Barack Obama, while speaking in Albuquerque, NM, repeated an oft-cited total myth, but still used by "good" progressives everywhere:
It starts with equal pay. 62 percent of working women in America earn half - or more than half - of their family's income. But women still earn only 77 cents for every dollar earned by men. In 2008, you'd think that Washington would be united in its determination to fight for equal pay. That's why I was proud to co-sponsor the Lilly Ledbetter Fair Pay Restoration Act, which would have reversed last year's Supreme Court decision, which made it more difficult for women to challenge pay discrimination on the job.
Obama goes on to criticize John McCain's view of that SCOTUS decision, saying that he "suggested that the reason women don't have equal pay isn't discrimination on the job - it's because they need more education and training. That's just totally wrong." It is?
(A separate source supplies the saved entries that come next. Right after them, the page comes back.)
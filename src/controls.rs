//! Keyboard controls for the render parameters.
//!
//! | Key     | Effect                                      |
//! |---------|---------------------------------------------|
//! | `F`     | toggle solid / wireframe                    |
//! | `T`/`G` | tessellation amount +1 / -1, within 0..=50  |
//! | `Y`/`H` | height scale +0.1 / -0.1, within 0..=5      |
//! | `U`/`J` | height bias +0.1 / -0.1, within 0..=5       |

use winit::keyboard::KeyCode;

use crate::{config::DemoConfig, frame::RenderParams, input::InputState};

const TESSELLATION_STEP: f32 = 1.0;
const HEIGHT_STEP: f32 = 0.1;

fn step(input: &InputState, up: KeyCode, down: KeyCode, value: &mut f32, by: f32, max: f32) -> bool {
    let delta = (input.was_key_pressed(up) as i32 - input.was_key_pressed(down) as i32) as f32 * by;
    if delta == 0.0 {
        return false;
    }
    let next = (*value + delta).clamp(0.0, max);
    let changed = next != *value;
    *value = next;
    changed
}

/// Applies this frame's key presses to `params`. Returns `true` if anything
/// changed.
pub fn apply_controls(params: &mut RenderParams, input: &InputState) -> bool {
    let mut changed = false;

    if input.was_key_pressed(KeyCode::KeyF) {
        params.fill_mode = params.fill_mode.toggled();
        changed = true;
    }
    changed |= step(
        input,
        KeyCode::KeyT,
        KeyCode::KeyG,
        &mut params.tessellation_amount,
        TESSELLATION_STEP,
        DemoConfig::MAX_TESSELLATION_AMOUNT,
    );
    changed |= step(
        input,
        KeyCode::KeyY,
        KeyCode::KeyH,
        &mut params.height_scale,
        HEIGHT_STEP,
        DemoConfig::MAX_HEIGHT_PARAM,
    );
    changed |= step(
        input,
        KeyCode::KeyU,
        KeyCode::KeyJ,
        &mut params.height_bias,
        HEIGHT_STEP,
        DemoConfig::MAX_HEIGHT_PARAM,
    );

    if changed {
        log::info!(
            "fill {:?}, tessellation {:.0}, height scale {:.1}, height bias {:.1}",
            params.fill_mode,
            params.tessellation_amount,
            params.height_scale,
            params.height_bias
        );
    }
    changed
}

#[cfg(test)]
mod tests {
    use crate::pipelines::state::FillMode;

    use super::*;

    fn params() -> RenderParams {
        RenderParams {
            clear_colour: [0.0; 4],
            fill_mode: FillMode::Solid,
            tessellation_amount: 10.0,
            height_scale: 0.5,
            height_bias: 1.0,
        }
    }

    fn press(keys: &[KeyCode]) -> InputState {
        let mut input = InputState::new();
        for key in keys {
            input.key_down(*key);
        }
        input
    }

    #[test]
    fn f_toggles_only_the_fill_mode() {
        let mut p = params();
        assert!(apply_controls(&mut p, &press(&[KeyCode::KeyF])));
        assert_eq!(p, RenderParams { fill_mode: FillMode::Wireframe, ..params() });
    }

    #[test]
    fn steps_parameters_within_their_ranges() {
        let mut p = params();
        apply_controls(&mut p, &press(&[KeyCode::KeyT, KeyCode::KeyY, KeyCode::KeyJ]));
        assert_eq!(p.tessellation_amount, 11.0);
        assert!((p.height_scale - 0.6).abs() < 1e-6);
        assert!((p.height_bias - 0.9).abs() < 1e-6);

        p.tessellation_amount = 50.0;
        p.height_bias = 0.05;
        assert!(apply_controls(&mut p, &press(&[KeyCode::KeyT, KeyCode::KeyJ])));
        assert_eq!(p.tessellation_amount, 50.0);
        assert_eq!(p.height_bias, 0.0);

        assert!(!apply_controls(&mut p, &press(&[KeyCode::KeyT])));
    }

    #[test]
    fn opposite_keys_cancel_out() {
        let mut p = params();
        assert!(!apply_controls(&mut p, &press(&[KeyCode::KeyT, KeyCode::KeyG])));
        assert_eq!(p, params());
    }
}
That "77 cents to the dollar" (or whatever the figure du jour is) canard is meant to convey the belief -- MYTH, actually -- that women are being discriminated against by those nasty 'ol males in the workplace. Obama buys this hooey, and backs [unnecessary] legislation to "undue" it. But here's the deal:
The 74 (77 now, according to Obama) percent figure is derived by comparing the average median wage of all full-time working men and women. To obtain figures for individual states, average wages of men and women within that state are compared. So older workers are compared to younger, social workers to police officers, and, since full-time means any number of hours above 35 a week (and sometimes fewer), those working 60-hour weeks are compared with those working 35-hour weeks. These estimates fail to consider key factors in determining wages, including education, age, experience, and, perhaps most importantly, consecutive years in the workforce.
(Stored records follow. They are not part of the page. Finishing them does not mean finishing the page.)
//! Recorded frames.
//!
//! A frame is recorded as a flat list of [`Command`]s before anything touches
//! the GPU. Every draw carries a [`PipelineDesc`] snapshot of the state it was
//! recorded under, so [`FramePlan::validate`] can replay the state commands and
//! reject inconsistent frames, and the executor can look up one cached wgpu
//! pipeline per distinct snapshot.

use std::collections::HashMap;

use thiserror::Error;

use crate::{
    data_structures::mesh::MeshRef,
    pipelines::state::{DepthStencilState, PrimitiveTopology, RasterizerState},
    shader::{ProgramId, ShaderStage, StageUpload},
};

/// Largest edge factor the tessellator produces.
pub const MAX_TESS_FACTOR: u32 = 64;

/// Edge factor for a requested tessellation amount with integer partitioning.
///
/// Amounts of zero or less (and NaN) cull the patch.
pub fn tess_factor(amount: f32) -> u32 {
    if !(amount > 0.0) {
        return 0;
    }
    amount.ceil().clamp(1.0, MAX_TESS_FACTOR as f32) as u32
}

/// Vertices generated for `index_count / 3` patches at edge factor `factor`,
/// or `None` when the count does not fit a single draw.
pub fn patch_vertex_count(index_count: u32, factor: u32) -> Option<u32> {
    index_count.checked_mul(factor)?.checked_mul(factor)
}

/// Fixed-function and programmable state a draw runs with.
#[derive(Clone, Copy, Debug, PartialEq, Eq, Hash)]
pub struct PipelineDesc {
    pub topology: PrimitiveTopology,
    /// Bound program per stage, indexed by [`ShaderStage::index`].
    pub programs: [Option<ProgramId>; 4],
    pub rasterizer: RasterizerState,
    pub depth_stencil: DepthStencilState,
}

impl PipelineDesc {
    pub fn program(&self, stage: ShaderStage) -> Option<ProgramId> {
        self.programs[stage.index()]
    }

    pub fn is_tessellated(&self) -> bool {
        self.program(ShaderStage::Hull).is_some() || self.program(ShaderStage::Domain).is_some()
    }
}

#[derive(Clone, Copy, Debug, PartialEq, Eq)]
pub struct DrawCall {
    pub geometry: MeshRef,
    pub index_count: u32,
    pub pipeline: PipelineDesc,
    /// Edge factor of patch-list draws, `None` for triangle lists.
    pub tess_factor: Option<u32>,
}

#[derive(Clone, Debug, PartialEq)]
pub enum Command {
    Clear {
        colour: [f32; 4],
        depth: f32,
        stencil: u32,
    },
    /// `None` restores the default state.
    SetRasterizer(Option<RasterizerState>),
    /// `None` restores the default state.
    SetDepthStencil(Option<DepthStencilState>),
    SetGeometry {
        mesh: MeshRef,
        topology: PrimitiveTopology,
    },
    /// `None` unbinds the stage.
    BindStage {
        stage: ShaderStage,
        program: Option<ProgramId>,
    },
    Flush {
        stage: ShaderStage,
        program: ProgramId,
        upload: StageUpload,
    },
    DrawIndexed(DrawCall),
    Present,
}

#[derive(Debug, Error, PartialEq, Eq)]
pub enum PlanError {
    #[error("the frame does not start with a clear")]
    MissingClear,
    #[error("the frame does not end with a present")]
    MissingPresent,
    #[error("command {0} comes after present")]
    CommandAfterPresent(usize),
    #[error("draw at command {0} has no geometry bound")]
    MissingGeometry(usize),
    #[error("draw at command {index} has no {stage:?} stage bound")]
    MissingStage { index: usize, stage: ShaderStage },
    #[error("draw at command {index} uses the {stage:?} program without flushing it")]
    Unflushed { index: usize, stage: ShaderStage },
    #[error("flush at command {0} targets a program that is not bound to its stage")]
    FlushOfUnboundProgram(usize),
    #[error("flush at command {index} leaves `{name}` unbound")]
    UnboundResource { index: usize, name: String },
    #[error("program flushed twice with different data, second time at command {0}")]
    ConflictingUploads(usize),
    #[error("draw at command {0} uses patch topology without hull and domain stages")]
    PatchWithoutTessellation(usize),
    #[error("draw at command {0} binds hull or domain stages to a triangle list")]
    TessellationWithoutPatches(usize),
    #[error("draw at command {index} uses {index_count} indices, not a whole number of patches")]
    PartialPatch { index: usize, index_count: u32 },
    #[error("draw at command {index} expands {index_count} indices at factor {factor} past the vertex limit")]
    PatchExpansionOverflow {
        index: usize,
        index_count: u32,
        factor: u32,
    },
    #[error("draw at command {index} uses {index_count} indices out of {available}")]
    IndexCountOutOfRange {
        index: usize,
        index_count: u32,
        available: u32,
    },
    #[error("draw at command {0} does not match the state recorded before it")]
    StateMismatch(usize),
}

/// One recorded frame.
#[derive(Clone, Debug, Default, PartialEq)]
pub struct FramePlan {
    commands: Vec<Command>,
}

/// State tracked while replaying a plan.
#[derive(Default)]
struct Replay {
    geometry: Option<(MeshRef, PrimitiveTopology)>,
    programs: [Option<ProgramId>; 4],
    flushed: [bool; 4],
    rasterizer: Option<RasterizerState>,
    depth_stencil: Option<DepthStencilState>,
}

impl FramePlan {
    pub fn new() -> Self {
        Self::default()
    }

    pub fn push(&mut self, command: Command) {
        self.commands.push(command);
    }

    pub fn commands(&self) -> &[Command] {
        &self.commands
    }

    pub fn draws(&self) -> impl Iterator<Item = &DrawCall> {
        self.commands.iter().filter_map(|c| match c {
            Command::DrawIndexed(draw) => Some(draw),
            _ => None,
        })
    }

    /// The last upload recorded for each program.
    pub fn uploads(&self) -> HashMap<ProgramId, &StageUpload> {
        self.commands
            .iter()
            .filter_map(|c| match c {
                Command::Flush { program, upload, .. } => Some((*program, upload)),
                _ => None,
            })
            .collect()
    }

    pub fn clear_values(&self) -> Option<([f32; 4], f32, u32)> {
        self.commands.iter().find_map(|c| match c {
            Command::Clear {
                colour,
                depth,
                stencil,
            } => Some((*colour, *depth, *stencil)),
            _ => None,
        })
    }

    /// Checks that the frame is well formed and that every draw's snapshot is
    /// consistent with the commands recorded before it.
    pub fn validate(&self) -> Result<(), PlanError> {
        if !matches!(self.commands.first(), Some(Command::Clear { .. })) {
            return Err(PlanError::MissingClear);
        }
        match self.commands.iter().position(|c| *c == Command::Present) {
            None => return Err(PlanError::MissingPresent),
            Some(p) if p + 1 != self.commands.len() => {
                return Err(PlanError::CommandAfterPresent(p + 1));
            }
            Some(_) => {}
        }

        let mut state = Replay::default();
        let mut uploads: HashMap<ProgramId, &StageUpload> = HashMap::new();

        for (index, command) in self.commands.iter().enumerate() {
            match command {
                Command::Clear { .. } | Command::Present => {}
                Command::SetRasterizer(r) => state.rasterizer = *r,
                Command::SetDepthStencil(d) => state.depth_stencil = *d,
                Command::SetGeometry { mesh, topology } => {
                    state.geometry = Some((*mesh, *topology));
                }
                Command::BindStage { stage, program } => {
                    state.programs[stage.index()] = *program;
                    state.flushed[stage.index()] = false;
                }
                Command::Flush {
                    stage,
                    program,
                    upload,
                } => {
                    if state.programs[stage.index()] != Some(*program) {
                        return Err(PlanError::FlushOfUnboundProgram(index));
                    }
                    if let Some(name) = upload.unbound().next() {
                        return Err(PlanError::UnboundResource {
                            index,
                            name: name.to_string(),
                        });
                    }
                    // Constant buffers are written once per frame, before the
                    // render pass.
                    if uploads.insert(*program, upload).is_some_and(|prev| prev != upload) {
                        return Err(PlanError::ConflictingUploads(index));
                    }
                    state.flushed[stage.index()] = true;
                }
                Command::DrawIndexed(draw) => state.check_draw(index, draw)?,
            }
        }
        Ok(())
    }
}

impl Replay {
    fn check_draw(&self, index: usize, draw: &DrawCall) -> Result<(), PlanError> {
        let Some((mesh, topology)) = self.geometry else {
            return Err(PlanError::MissingGeometry(index));
        };
        let expected = PipelineDesc {
            topology,
            programs: self.programs,
            rasterizer: self.rasterizer.unwrap_or_default(),
            depth_stencil: self.depth_stencil.unwrap_or_default(),
        };
        if draw.pipeline != expected || draw.geometry != mesh {
            return Err(PlanError::StateMismatch(index));
        }

        for stage in [ShaderStage::Vertex, ShaderStage::Pixel] {
            if draw.pipeline.program(stage).is_none() {
                return Err(PlanError::MissingStage { index, stage });
            }
        }
        for stage in ShaderStage::ALL {
            if draw.pipeline.program(stage).is_some() && !self.flushed[stage.index()] {
                return Err(PlanError::Unflushed { index, stage });
            }
        }

        let tessellation_bound = draw.pipeline.program(ShaderStage::Hull).is_some()
            && draw.pipeline.program(ShaderStage::Domain).is_some();
        if topology.is_patch_list() {
            if !tessellation_bound || draw.tess_factor.is_none() {
                return Err(PlanError::PatchWithoutTessellation(index));
            }
            if draw.index_count % 3 != 0 {
                return Err(PlanError::PartialPatch {
                    index,
                    index_count: draw.index_count,
                });
            }
            let factor = draw.tess_factor.unwrap_or(0);
            if patch_vertex_count(draw.index_count, factor).is_none() {
                return Err(PlanError::PatchExpansionOverflow {
                    index,
                    index_count: draw.index_count,
                    factor,
                });
            }
        } else if draw.pipeline.is_tessellated() || draw.tess_factor.is_some() {
            return Err(PlanError::TessellationWithoutPatches(index));
        }

        if draw.index_count == 0 || draw.index_count > mesh.index_count {
            return Err(PlanError::IndexCountOutOfRange {
                index,
                index_count: draw.index_count,
                available: mesh.index_count,
            });
        }
        Ok(())
    }
}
But this average wage gap, as it is known, says nothing about whether individuals with the same qualifications who are in the same jobs are discriminated against.
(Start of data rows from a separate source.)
use anyhow::*;
use fs_extra::copy_items;
use fs_extra::dir::CopyOptions;
use std::env;
use std::path::PathBuf;

// Copies `assets/` next to the build output. The shader loader uses that copy
// as its fallback location when the working directory has no `assets/`.
fn main() -> Result<()> {
    println!("cargo:rerun-if-changed=assets/");

    let out_dir = env::var("OUT_DIR")?;
    let mut copy_options = CopyOptions::new();
    copy_options.overwrite = true;
    let manifest_dir = PathBuf::from(env::var("CARGO_MANIFEST_DIR")?);
    let assets_src = manifest_dir.join("assets");
    if assets_src.exists() {
        copy_items(&[assets_src], out_dir, &copy_options)?;
    }

    Ok(())
}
How much less do equally-qualified women make? Surprisingly, given all the misused statistics to the contrary, they make about the same. Economists have long known that the adjusted wage gap between men and women--the difference in wages adjusted for occupation, age, experience, education, and time in the workforce--is far smaller than the average wage gap.
The wage gap shrinks dramatically when multiple factors are considered. Women with similar levels of education and experience earn as much as their male counterparts. Using data from the National Longitudinal Survey of Youth, economics professor June O'Neill found that, among people ages twenty-seven to thirty-three who have never had a child, women's earnings are close to 98 percent of men's.
In other words, this "average wage gap" of which Obama speaks is mostly due to the life and employment choices that women make. Women choose to exit the workforce for a time to have children. Women tend to choose lower paying jobs (like teaching, ahem) as a whole than men. And so on. But when men and women of similar education and experience and job type are compared, the "gap" is about a mere two percent as noted above.
Is that 2% of a concern? Well, sure, but discrimination doesn't account for all of that remaining figure, only a portion of it. In other words, it could account for less than one percent of the actual wage gap between men and women. Which sort of makes Obama's criticism of that mentioned SCOTUS decision sorta silly, doesn't it?
Such a figure is just too tiny, eh Mr. Obama? But you can't get the electorate juiced about "discrimination against women" using "less than one percent," eh?